───── DATA EXCERPTS
//! Synchronizer tuning configuration.
//!
//! A queued synchronizer never spins for long: the first queued thread makes
//! a bounded number of extra acquire attempts before it parks, and timed waits
//! stop parking once so little time remains that a park/unpark round trip
//! would overshoot the deadline.
//!
//! # Defaults
//!
//! | Field | Default | Variable read by [`SyncConfig::from_env`] |
//! |-------|---------|-------------------------------------------|
//! | `spins_before_park` | 1 | `QSYNC_SPINS_BEFORE_PARK` |
//! | `timeout_spin_threshold` | 1µs | `QSYNC_TIMEOUT_SPIN_NS` |
//!
//! The environment is never consulted implicitly: [`SyncConfig::default`] and
//! every `new` constructor use the fixed defaults. Opt in by passing
//! `SyncConfig::from_env()` to a `with_config` constructor.

use std::time::Duration;

/// Upper bound applied by [`SyncConfig::normalize`] to the retry count.
pub const MAX_SPINS_BEFORE_PARK: u32 = 1 << 10;

/// Tuning knobs for a [`QueuedSynchronizer`](crate::queue::QueuedSynchronizer).
#[derive(Debug, Clone, Copy, PartialEq, Eq)]
pub struct SyncConfig {
    /// Extra acquire attempts the first queued node makes before parking.
    pub spins_before_park: u32,
    /// Remaining time under which timed waits spin instead of parking.
    pub timeout_spin_threshold: Duration,
}

impl Default for SyncConfig {
    fn default() -> Self {
        Self {
            spins_before_park: 1,
            timeout_spin_threshold: Duration::from_micros(1),
        }
    }
}

impl SyncConfig {
    /// Returns the defaults with any `QSYNC_*` environment overrides applied.
    ///
    /// Unparseable values are ignored.
    #[must_use]
    pub fn from_env() -> Self {
        Self::from_lookup(|key| std::env::var(key).ok())
    }

    /// Like [`from_env`](Self::from_env), reading variables through `lookup`.
    #[must_use]
    pub fn from_lookup(lookup: impl Fn(&str) -> Option<String>) -> Self {
        let mut config = Self::default();
        if let Some(spins) = parse_var::<u32>(&lookup, "QSYNC_SPINS_BEFORE_PARK") {
            config.spins_before_park = spins;
        }
        if let Some(nanos) = parse_var::<u64>(&lookup, "QSYNC_TIMEOUT_SPIN_NS") {
            config.timeout_spin_threshold = Duration::from_nanos(nanos);
        }
        config.normalize();
        config
    }

    /// Sets the number of extra acquire attempts before parking.
    #[must_use]
    pub const fn with_spins_before_park(mut self, spins: u32) -> Self {
        self.spins_before_park = spins;
        self
    }

    /// Sets the remaining-time bound under which timed waits spin.
    #[must_use]
    pub const fn with_timeout_spin_threshold(mut self, threshold: Duration) -> Self {
        self.timeout_spin_threshold = threshold;
        self
    }

    /// Clamps values to the supported range.
    pub fn normalize(&mut self) {
        if self.spins_before_park > MAX_SPINS_BEFORE_PARK {
            self.spins_before_park = MAX_SPINS_BEFORE_PARK;
        }
    }
}

fn parse_var<T: std::str::FromStr>(
    lookup: &impl Fn(&str) -> Option<String>,
    key: &str,
) -> Option<T> {
    lookup(key).and_then(|raw| raw.trim().parse().ok())
}

#[cfg(test)]
mod tests {
    use super::*;

    #[test]
    fn defaults() {
        let config = SyncConfig::default();
        assert_eq!(config.spins_before_park, 1);
        assert_eq!(config.timeout_spin_threshold, Duration::from_micros(1));
    }

    #[test]
    fn builder_setters() {
        let config = SyncConfig::default()
            .with_spins_before_park(0)
            .with_timeout_spin_threshold(Duration::ZERO);
        assert_eq!(config.spins_before_park, 0);
        assert!(config.timeout_spin_threshold.is_zero());
    }

    #[test]
    fn lookup_overrides_and_clamps() {
        let config = SyncConfig::from_lookup(|key| match key {
            "QSYNC_SPINS_BEFORE_PARK" => Some(" 99999 ".to_string()),
            "QSYNC_TIMEOUT_SPIN_NS" => Some("2500".to_string()),
            _ => None,
        });
        assert_eq!(config.spins_before_park, MAX_SPINS_BEFORE_PARK);
        assert_eq!(config.timeout_spin_threshold, Duration::from_nanos(2500));
    }

    #[test]
    fn lookup_ignores_unparseable_values() {
        let config = SyncConfig::from_lookup(|key| match key {
            "QSYNC_SPINS_BEFORE_PARK" => Some("many".to_string()),
            "QSYNC_TIMEOUT_SPIN_NS" => Some("-1".to_string()),
            _ => None,
        });
        assert_eq!(config, SyncConfig::default());
    }

    #[test]
    fn from_env_without_overrides_matches_defaults() {
        // The test environment does not set QSYNC_* variables.
        if std::env::vars().any(|(key, _)| key.starts_with("QSYNC_")) {
            return;
        }
        assert_eq!(SyncConfig::from_env(), SyncConfig::default());
    }

    #[test]
    fn normalize_clamps_spins() {
        let mut config = SyncConfig::default().with_spins_before_park(u32::MAX);
        config.normalize();
        assert_eq!(config.spins_before_park, MAX_SPINS_BEFORE_PARK);
    }
}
──────────
• _WHAT THIS TASK INVOLVES_: The response should consist of the entries above, retyped exactly.

• _TASK RESULT_:
//! Synchronizer tuning configuration.
//!
//! A queued synchronizer never spins for long: the first queued thread makes
//! a bounded number of extra acquire attempts before it parks, and timed waits
//! stop parking once so little time remains that a park/unpark round trip
//! would overshoot the deadline.
//!
//! # Defaults
//!
//! | Field | Default | Variable read by [`SyncConfig::from_env`] |
//! |-------|---------|-------------------------------------------|
//! | `spins_before_park` | 1 | `QSYNC_SPINS_BEFORE_PARK` |
//! | `timeout_spin_threshold` | 1µs | `QSYNC_TIMEOUT_SPIN_NS` |
//!
//! The environment is never consulted implicitly: [`SyncConfig::default`] and
//! every `new` constructor use the fixed defaults. Opt in by passing
//! `SyncConfig::from_env()` to a `with_config` constructor.

use std::time::Duration;

/// Upper bound applied by [`SyncConfig::normalize`] to the retry count.
pub const MAX_SPINS_BEFORE_PARK: u32 = 1 << 10;

/// Tuning knobs for a [`QueuedSynchronizer`](crate::queue::QueuedSynchronizer).
#[derive(Debug, Clone, Copy, PartialEq, Eq)]
pub struct SyncConfig {
    /// Extra acquire attempts the first queued node makes before parking.
    pub spins_before_park: u32,
    /// Remaining time under which timed waits spin instead of parking.
    pub timeout_spin_threshold: Duration,
}

impl Default for SyncConfig {
    fn default() -> Self {
        Self {
            spins_before_park: 1,
            timeout_spin_threshold: Duration::from_micros(1),
        }
    }
}

impl SyncConfig {
    /// Returns the defaults with any `QSYNC_*` environment overrides applied.
    ///
    /// Unparseable values are ignored.
    #[must_use]
    pub fn from_env() -> Self {
        Self::from_lookup(|key| std::env::var(key).ok())
    }

    /// Like [`from_env`](Self::from_env), reading variables through `lookup`.
    #[must_use]
    pub fn from_lookup(lookup: impl Fn(&str) -> Option<String>) -> Self {
        let mut config = Self::default();
        if let Some(spins) = parse_var::<u32>(&lookup, "QSYNC_SPINS_BEFORE_PARK") {
            config.spins_before_park = spins;
        }
        if let Some(nanos) = parse_var::<u64>(&lookup, "QSYNC_TIMEOUT_SPIN_NS") {
            config.timeout_spin_threshold = Duration::from_nanos(nanos);
        }
        config.normalize();
        config
    }

    /// Sets the number of extra acquire attempts before parking.
    #[must_use]
    pub const fn with_spins_before_park(mut self, spins: u32) -> Self {
        self.spins_before_park = spins;
        self
    }

    /// Sets the remaining-time bound under which timed waits spin.
    #[must_use]
    pub const fn with_timeout_spin_threshold(mut self, threshold: Duration) -> Self {
        self.timeout_spin_threshold = threshold;
        self
    }

    /// Clamps values to the supported range.
    pub fn normalize(&mut self) {
        if self.spins_before_park > MAX_SPINS_BEFORE_PARK {
            self.spins_before_park = MAX_SPINS_BEFORE_PARK;
        }
    }
}

fn parse_var<T: std::str::FromStr>(
    lookup: &impl Fn(&str) -> Option<String>,
    key: &str,
) -> Option<T> {
    lookup(key).and_then(|raw| raw.trim().parse().ok())
}

#[cfg(test)]
mod tests {
    use super::*;

    #[test]
    fn defaults() {
        let config = SyncConfig::default();
        assert_eq!(config.spins_before_park, 1);
        assert_eq!(config.timeout_spin_threshold, Duration::from_micros(1));
    }

    #[test]
    fn builder_setters() {
        let config = SyncConfig::default()
            .with_spins_before_park(0)
            .with_timeout_spin_threshold(Duration::ZERO);
        assert_eq!(config.spins_before_park, 0);
        assert!(config.timeout_spin_threshold.is_zero());
    }

    #[test]
    fn lookup_overrides_and_clamps() {
        let config = SyncConfig::from_lookup(|key| match key {
            "QSYNC_SPINS_BEFORE_PARK" => Some(" 99999 ".to_string()),
            "QSYNC_TIMEOUT_SPIN_NS" => Some("2500".to_string()),
            _ => None,
        });
        assert_eq!(config.spins_before_park, MAX_SPINS_BEFORE_PARK);
        assert_eq!(config.timeout_spin_threshold, Duration::from_nanos(2500));
    }

    #[test]
    fn lookup_ignores_unparseable_values() {
        let config = SyncConfig::from_lookup(|key| match key {
            "QSYNC_SPINS_BEFORE_PARK" => Some("many".to_string()),
            "QSYNC_TIMEOUT_SPIN_NS" => Some("-1".to_string()),
            _ => None,
        });
        assert_eq!(config, SyncConfig::default());
    }

    #[test]
    fn from_env_without_overrides_matches_defaults() {
        // The test environment does not set QSYNC_* variables.
        if std::env::vars().any(|(key, _)| key.starts_with("QSYNC_")) {
            return;
        }
        assert_eq!(SyncConfig::from_env(), SyncConfig::default());
    }

    #[test]
    fn normalize_clamps_spins() {
        let mut config = SyncConfig::default().with_spins_before_park(u32::MAX);
        config.normalize();
        assert_eq!(config.spins_before_park, MAX_SPINS_BEFORE_PARK);
    }
}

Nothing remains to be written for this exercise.